╭──
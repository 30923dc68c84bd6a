//! Pre-scaled tile bitmaps for the camera scales the track actually uses.
//!
//! Rescaling every visible tile on every frame is the dominant cost when a
//! track adjustment holds a fractional scale for minutes. This cache is
//! built once, single-threaded, before rendering starts and is read-only
//! afterwards: for each distinct residual scale it stores a shrunk copy of
//! every tile the track can touch.

use std::collections::{BTreeSet, HashMap};
use std::sync::Arc;

use tiny_skia::{FilterQuality, Pixmap, PixmapPaint, Transform};

use crate::tiles::TileId;
use crate::tiles::cache::TileCache;

/// Lookup tolerance on the residual scale.
const SCALE_EPSILON: f64 = 0.01;

struct ScaleEntry {
    residual_scale: f64,
    tiles: HashMap<TileId, Arc<Pixmap>>,
}

/// Read-only set of pre-scaled tiles, keyed by quantized residual scale.
#[derive(Default)]
pub struct ScaledTileCache {
    entries: Vec<ScaleEntry>,
}

impl ScaledTileCache {
    /// Pre-scale `tiles` for every distinct scale in `scales`.
    ///
    /// Each scale is first decomposed the same way the telemetry processor
    /// does, so the key is the residual in [1, 2). Residuals within 1% of
    /// 1.0 need no pre-scaling; duplicates within the lookup tolerance are
    /// built once. Tiles that cannot be fetched are skipped with a warning
    /// (the base cache will be asked again at render time).
    pub fn build(cache: &TileCache, tiles: &BTreeSet<TileId>, scales: &[f64]) -> Self {
        let mut out = Self::default();

        for &scale in scales {
            let zoom_out = if scale > 1.0 { scale.log2().floor() } else { 0.0 };
            let residual = scale / 2f64.powf(zoom_out);
            let factor = 1.0 / residual;
            if (factor - 1.0).abs() < SCALE_EPSILON {
                continue;
            }
            if out.entry_for(residual).is_some() {
                continue;
            }

            tracing::info!(residual, factor, tiles = tiles.len(), "pre-scaling tiles");
            let mut scaled = HashMap::with_capacity(tiles.len());
            for &tile in tiles {
                let base = match cache.fetch(tile) {
                    Ok(img) => img,
                    Err(e) => {
                        tracing::warn!(?tile, error = %e, "skipping tile during pre-scale");
                        continue;
                    }
                };
                if let Some(img) = rescale(&base, factor) {
                    scaled.insert(tile, Arc::new(img));
                }
            }
            out.entries.push(ScaleEntry {
                residual_scale: residual,
                tiles: scaled,
            });
        }

        out
    }

    /// The pre-scaled bitmap for `tile` at `residual_scale`, if this exact
    /// scale (within tolerance) was built.
    pub fn lookup(&self, residual_scale: f64, tile: TileId) -> Option<Arc<Pixmap>> {
        self.entry_for(residual_scale)
            .and_then(|e| e.tiles.get(&tile).cloned())
    }

    /// True when `residual_scale` has a pre-built entry at all.
    pub fn covers(&self, residual_scale: f64) -> bool {
        self.entry_for(residual_scale).is_some()
    }

    fn entry_for(&self, residual_scale: f64) -> Option<&ScaleEntry> {
        self.entries
            .iter()
            .find(|e| (e.residual_scale - residual_scale).abs() < SCALE_EPSILON)
    }
}

/// Shrink a tile by `factor` (in (0, 1]) with bilinear filtering.
fn rescale(src: &Pixmap, factor: f64) -> Option<Pixmap> {
    let w = (f64::from(src.width()) * factor) as u32;
    let h = (f64::from(src.height()) * factor) as u32;
    let mut dst = Pixmap::new(w.max(1), h.max(1))?;
    let paint = PixmapPaint {
        quality: FilterQuality::Bilinear,
        ..PixmapPaint::default()
    };
    dst.draw_pixmap(
        0,
        0,
        src.as_ref(),
        &paint,
        Transform::from_scale(factor as f32, factor as f32),
        None,
    );
    Some(dst)
}

#[cfg(test)]
mod tests {
    use super::*;
    use crate::tiles::cache::TileCacheConfig;
    use crate::tiles::{TILE_SIZE, resolve_style};

    fn seeded_cache(dir: &std::path::Path, tile: TileId) -> TileCache {
        let cache = TileCache::new(TileCacheConfig {
            style: resolve_style("default").unwrap(),
            dir: dir.to_path_buf(),
            hi_res: false,
            brightness: 0.0,
            contrast: 1.0,
            offline: true,
        });
        let mut img = Pixmap::new(TILE_SIZE, TILE_SIZE).unwrap();
        img.fill(tiny_skia::Color::from_rgba8(200, 50, 50, 255));
        let path = dir
            .join("default")
            .join(tile.z.to_string())
            .join(tile.x.to_string())
            .join(format!("{}.png", tile.y));
        std::fs::create_dir_all(path.parent().unwrap()).unwrap();
        std::fs::write(&path, img.encode_png().unwrap()).unwrap();
        cache
    }

    #[test]
    fn builds_shrunk_tiles_for_fractional_scales() {
        let dir = tempfile::tempdir().unwrap();
        let tile = TileId { z: 10, x: 1, y: 2 };
        let cache = seeded_cache(dir.path(), tile);
        let mut tiles = BTreeSet::new();
        tiles.insert(tile);

        // Scale 3.0 decomposes to residual 1.5, factor 1/1.5.
        let scaled = ScaledTileCache::build(&cache, &tiles, &[3.0]);
        assert!(scaled.covers(1.5));
        let img = scaled.lookup(1.5, tile).unwrap();
        assert_eq!(img.width(), (f64::from(TILE_SIZE) / 1.5) as u32);

        // Lookup tolerance.
        assert!(scaled.lookup(1.505, tile).is_some());
        assert!(scaled.lookup(1.52, tile).is_none());
    }

    #[test]
    fn near_unity_scales_are_skipped() {
        let dir = tempfile::tempdir().unwrap();
        let tile = TileId { z: 10, x: 1, y: 2 };
        let cache = seeded_cache(dir.path(), tile);
        let mut tiles = BTreeSet::new();
        tiles.insert(tile);

        // 1.0 exactly and 2.0 (residual 1.0) both need no resampling.
        let scaled = ScaledTileCache::build(&cache, &tiles, &[1.0, 2.0, 1.005]);
        assert!(!scaled.covers(1.0));
        assert!(scaled.lookup(1.0, tile).is_none());
    }

    #[test]
    fn duplicate_scales_build_one_entry() {
        let dir = tempfile::tempdir().unwrap();
        let tile = TileId { z: 10, x: 1, y: 2 };
        let cache = seeded_cache(dir.path(), tile);
        let mut tiles = BTreeSet::new();
        tiles.insert(tile);

        let scaled = ScaledTileCache::build(&cache, &tiles, &[1.5, 3.0, 1.502]);
        assert_eq!(scaled.entries.len(), 1);
    }
}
╰──
▸ Task description
Set the entries down again exactly, beginning with their first line and ending with the line that contains "This cache is"; omit all other lines.

▸ Answer to the exercise
repository 30923dc68c84bd6a
//! Pre-scaled tile bitmaps for the camera scales the track actually uses.
//!
//! Rescaling every visible tile on every frame is the dominant cost when a
//! track adjustment holds a fractional scale for minutes. This cache is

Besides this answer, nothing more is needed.